詳細
1882年に独立した音楽家のグループによって設立されたベルリン・フィルハーモニー管弦楽団(Berliner Philharmonikerは「ベルリン音楽愛好会」とほぼ訳される)は、今日に至るまで自主運営のアンサンブルとして存続しています。創立当初から世界で最も重要なオーケストラの一つであり、国際的に著名な指揮者たちによって指揮されてきました。最初の指揮者はハンス・フォン・ビューローで、その後アーサー・ニキシュ、ヴィルヘルム・フルトヴェングラー、セルジウ・チェリビダッケが続きました。1955年には、オーケストラの音楽家たちがヘルベルト・フォン・カラヤンを新たな芸術監督に選びました。その後の年月で、カラヤンとオーケストラは新しく独自の音色と演奏基準を築き上げ、ベルリン・フィルハーモニーに世界的な名声をもたらしました。彼らが行ったツアーや録音もグループの評判に貢献し、メンバー一人ひとりが優れたソリストとして知られています。
1963年には、ハンス・シャロンが設計した壮麗なフィルハーモニー・ホールが開館し、それ以来ドイツの首都ベルリンでの本拠地となっています。1967年にカラヤンがザルツブルク音楽祭を創設した際、オーケストラはすぐに参加し、オペラのレパートリーの作品を演奏しました。1990年から2002年まで指揮を務めたクラウディオ・アバドは、現代音楽、新しい室内楽作品、オペラのコンサート版に重点を置き、オーケストラのレパートリーを拡大しました。サイモン・ラトル卿は2002年9月に最新の指揮者となりました。
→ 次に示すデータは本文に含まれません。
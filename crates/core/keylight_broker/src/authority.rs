use crate::identity::CallerIdentity;
use crate::identity::PeerIntrospection;
use async_trait::async_trait;
use keylight_config::AUDIT_TARGET;
use std::collections::HashMap;
use std::sync::Arc;
use std::time::Duration;
use tokio::sync::Mutex;
use tokio::sync::OnceCell;
use tracing::warn;

/// The answer of the authority for one (process, permission) pair.
#[derive(Debug, Clone, Default, PartialEq, Eq)]
pub struct AuthorizationResult {
    pub is_authorized: bool,
    pub is_challenge: bool,
    pub details: HashMap<String, String>,
}

#[derive(thiserror::Error, Debug, Clone, PartialEq, Eq)]
pub enum AuthorityError {
    /// The authority has no owner on the bus, typically because polkitd has been restarted.
    ///
    /// This is the only failure that causes the authority handle to be recreated.
    #[error("The authority service is not on the bus")]
    ServiceGone,

    #[error("The authority did not answer within {0:?}")]
    Timeout(Duration),

    #[error("The authority query failed: {0}")]
    Failed(String),
}

/// Returned when no decision could be obtained from the authority, even after reconnecting.
#[derive(thiserror::Error, Debug, Clone, PartialEq, Eq)]
#[error("The authority is unreachable")]
pub struct AuthorityUnreachable(#[source] pub AuthorityError);

/// The system-wide policy engine.
#[async_trait]
pub trait Authority: Send + Sync {
    /// Checks whether the process `pid` holds `permission`, allowing the authority to
    /// interactively authenticate the user.
    async fn check_authorization(
        &self,
        pid: u32,
        permission: &str,
    ) -> Result<AuthorizationResult, AuthorityError>;
}

/// Opens the bus handles of the broker.
///
/// The two handles are independent: identifying callers never requires the authority.
#[async_trait]
pub trait BusConnector: Send + Sync {
    /// Connects to the bus daemon, to identify the callers.
    async fn introspection(&self) -> Result<Arc<dyn PeerIntrospection>, AuthorityError>;

    /// Connects to the authority.
    async fn authority(&self) -> Result<Arc<dyn Authority>, AuthorityError>;
}

/// Owns the lazily created bus handles shared by all requests.
pub struct AuthorityContext {
    connector: Box<dyn BusConnector>,
    introspection: OnceCell<Arc<dyn PeerIntrospection>>,
    authority: Mutex<Option<Arc<dyn Authority>>>,
}

impl AuthorityContext {
    pub fn new(connector: impl BusConnector + 'static) -> Self {
        AuthorityContext {
            connector: Box::new(connector),
            introspection: OnceCell::new(),
            authority: Mutex::new(None),
        }
    }

    /// Returns the bus daemon handle, connecting on first use.
    pub async fn introspection(&self) -> Result<Arc<dyn PeerIntrospection>, AuthorityError> {
        self.introspection
            .get_or_try_init(|| self.connector.introspection())
            .await
            .cloned()
    }

    /// Returns the current authority handle, connecting first if there is none.
    ///
    /// The lock is held while connecting, so concurrent callers share a single connection attempt.
    pub async fn authority(&self) -> Result<Arc<dyn Authority>, AuthorityError> {
        let mut authority = self.authority.lock().await;
        if let Some(current) = authority.as_ref() {
            return Ok(current.clone());
        }

        let fresh = self.connector.authority().await?;
        *authority = Some(fresh.clone());
        Ok(fresh)
    }

    /// Drops the cached authority handle, unless it has already been replaced since `stale`
    /// was obtained.
    pub async fn invalidate(&self, stale: &Arc<dyn Authority>) {
        let mut authority = self.authority.lock().await;
        if authority
            .as_ref()
            .is_some_and(|current| Arc::ptr_eq(current, stale))
        {
            *authority = None;
        }
    }
}

#[derive(Debug, Clone, Copy, PartialEq, Eq)]
pub struct AuthorizationSettings {
    /// When `false`, every caller is authorized without asking the authority.
    pub enforce: bool,
    /// Upper bound on a single authority query.
    pub timeout: Duration,
}

impl Default for AuthorizationSettings {
    fn default() -> Self {
        AuthorizationSettings {
            enforce: true,
            timeout: Duration::from_secs(600),
        }
    }
}

pub struct AuthorizationClient {
    context: Arc<AuthorityContext>,
    settings: AuthorizationSettings,
}

impl AuthorizationClient {
    pub fn new(context: Arc<AuthorityContext>, settings: AuthorizationSettings) -> Self {
        AuthorizationClient { context, settings }
    }

    /// Asks the authority whether `caller` holds `permission`.
    ///
    /// A request without caller comes from within the broker process and is always authorized.
    /// A fresh decision is requested on each call.
    pub async fn authorize(
        &self,
        caller: Option<&CallerIdentity>,
        permission: &str,
    ) -> Result<bool, AuthorityUnreachable> {
        let Some(caller) = caller else {
            return Ok(true);
        };
        if !self.settings.enforce {
            return Ok(true);
        }

        let mut reconnected = false;
        loop {
            let authority = self
                .context
                .authority()
                .await
                .map_err(AuthorityUnreachable)?;

            match self.check(authority.as_ref(), caller.pid, permission).await {
                Ok(result) => {
                    // is_challenge is ignored: interaction has been allowed already
                    if !result.is_authorized {
                        warn!(
                            target: AUDIT_TARGET,
                            sender = %caller.sender,
                            pid = caller.pid,
                            permission,
                            details = ?result.details,
                            "Caller is not authorized"
                        );
                    }
                    return Ok(result.is_authorized);
                }
                Err(AuthorityError::ServiceGone) if !reconnected => {
                    warn!("The authority has left the bus, reconnecting");
                    self.context.invalidate(&authority).await;
                    reconnected = true;
                }
                Err(err) => return Err(AuthorityUnreachable(err)),
            }
        }
    }

    async fn check(
        &self,
        authority: &dyn Authority,
        pid: u32,
        permission: &str,
    ) -> Result<AuthorizationResult, AuthorityError> {
        let timeout = self.settings.timeout;
        tokio::time::timeout(
            timeout,
            authority.check_authorization(pid, permission),
        )
        .await
        .map_err(|_| AuthorityError::Timeout(timeout))?
    }
}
彼の就任は、音楽をより広い聴衆に届けることを目的とし、特に若い聴衆に焦点を当てた教育プログラム「Zukunft@Bphil」の開始と重なりました。
ベルリン・フィルハーモニー管弦楽団は2002年に財団となり、主要スポンサーであるドイツ銀行から寛大な支援を受けています。2006年以降はエクス=アン=プロヴァンス音楽祭に常駐しており、サイモン・ラトル卿の指揮による「ニーベルングの指環」公演のほか、多くの教育プロジェクトや欧州音楽アカデミー(Académie Européenne de Musique)にも参加しています。2007年11月には、オーケストラとサイモン・ラトル卿がユニセフのアンバサダーに任命されました。